## DIRECTIONS
Each line below has to be set down again exactly.

## MATERIAL FOR THIS EXERCISE
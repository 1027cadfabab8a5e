//! A keyed cipher session for one (password, salt) pair.

use aes::cipher::KeyInit;
use aes::Aes256;
use std::fmt;
use std::sync::Arc;

use crate::content::{self, ContentCipher};
use crate::keys::CipherKeys;
use crate::names;
use veilvault_common::{ByteStream, Error, Result};

/// Filename and content cipher built from derived keys.
pub struct Cipher {
    keys: CipherKeys,
    name_cipher: Aes256,
    content: Arc<ContentCipher>,
}

impl Cipher {
    /// Derive keys and build the session.
    pub fn new(password: &str, salt: Option<&str>) -> Result<Self> {
        Self::from_keys(CipherKeys::derive(password, salt)?)
    }

    pub fn from_keys(keys: CipherKeys) -> Result<Self> {
        let name_cipher = Aes256::new_from_slice(keys.name_key())
            .map_err(|e| Error::CipherSetupFailed(format!("Invalid name key: {}", e)))?;
        let content = Arc::new(ContentCipher::new(keys.data_key()));
        Ok(Self {
            keys,
            name_cipher,
            content,
        })
    }

    pub fn encrypt_name(&self, plain: &str) -> Result<String> {
        names::encrypt_segment(&self.name_cipher, self.keys.name_tweak(), plain)
    }

    pub fn decrypt_name(&self, encrypted: &str) -> Result<String> {
        names::decrypt_segment(&self.name_cipher, self.keys.name_tweak(), encrypted)
    }

    pub fn encrypt_stream(&self, source: ByteStream) -> ByteStream {
        content::encrypt_stream(Arc::clone(&self.content), source)
    }

    pub fn decrypt_stream(&self, source: ByteStream) -> ByteStream {
        content::decrypt_stream(Arc::clone(&self.content), source)
    }
}

impl fmt::Debug for Cipher {
    fn fmt(&self, f: &mut fmt::Formatter<'_>) -> fmt::Result {
        f.debug_struct("Cipher").field("keys", &self.keys).finish()
    }
}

## EXERCISE OUTPUT
repository 1027cadfabab8a5e
//! A keyed cipher session for one (password, salt) pair.

use aes::cipher::KeyInit;
use aes::Aes256;
use std::fmt;
use std::sync::Arc;

use crate::content::{self, ContentCipher};
use crate::keys::CipherKeys;
use crate::names;
use veilvault_common::{ByteStream, Error, Result};

/// Filename and content cipher built from derived keys.
pub struct Cipher {
    keys: CipherKeys,
    name_cipher: Aes256,
    content: Arc<ContentCipher>,
}

impl Cipher {
    /// Derive keys and build the session.
    pub fn new(password: &str, salt: Option<&str>) -> Result<Self> {
        Self::from_keys(CipherKeys::derive(password, salt)?)
    }

    pub fn from_keys(keys: CipherKeys) -> Result<Self> {
        let name_cipher = Aes256::new_from_slice(keys.name_key())
            .map_err(|e| Error::CipherSetupFailed(format!("Invalid name key: {}", e)))?;
        let content = Arc::new(ContentCipher::new(keys.data_key()));
        Ok(Self {
            keys,
            name_cipher,
            content,
        })
    }

    pub fn encrypt_name(&self, plain: &str) -> Result<String> {
        names::encrypt_segment(&self.name_cipher, self.keys.name_tweak(), plain)
    }

    pub fn decrypt_name(&self, encrypted: &str) -> Result<String> {
        names::decrypt_segment(&self.name_cipher, self.keys.name_tweak(), encrypted)
    }

    pub fn encrypt_stream(&self, source: ByteStream) -> ByteStream {
        content::encrypt_stream(Arc::clone(&self.content), source)
    }

    pub fn decrypt_stream(&self, source: ByteStream) -> ByteStream {
        content::decrypt_stream(Arc::clone(&self.content), source)
    }
}

impl fmt::Debug for Cipher {
    fn fmt(&self, f: &mut fmt::Formatter<'_>) -> fmt::Result {
        f.debug_struct("Cipher").field("keys", &self.keys).finish()
    }
}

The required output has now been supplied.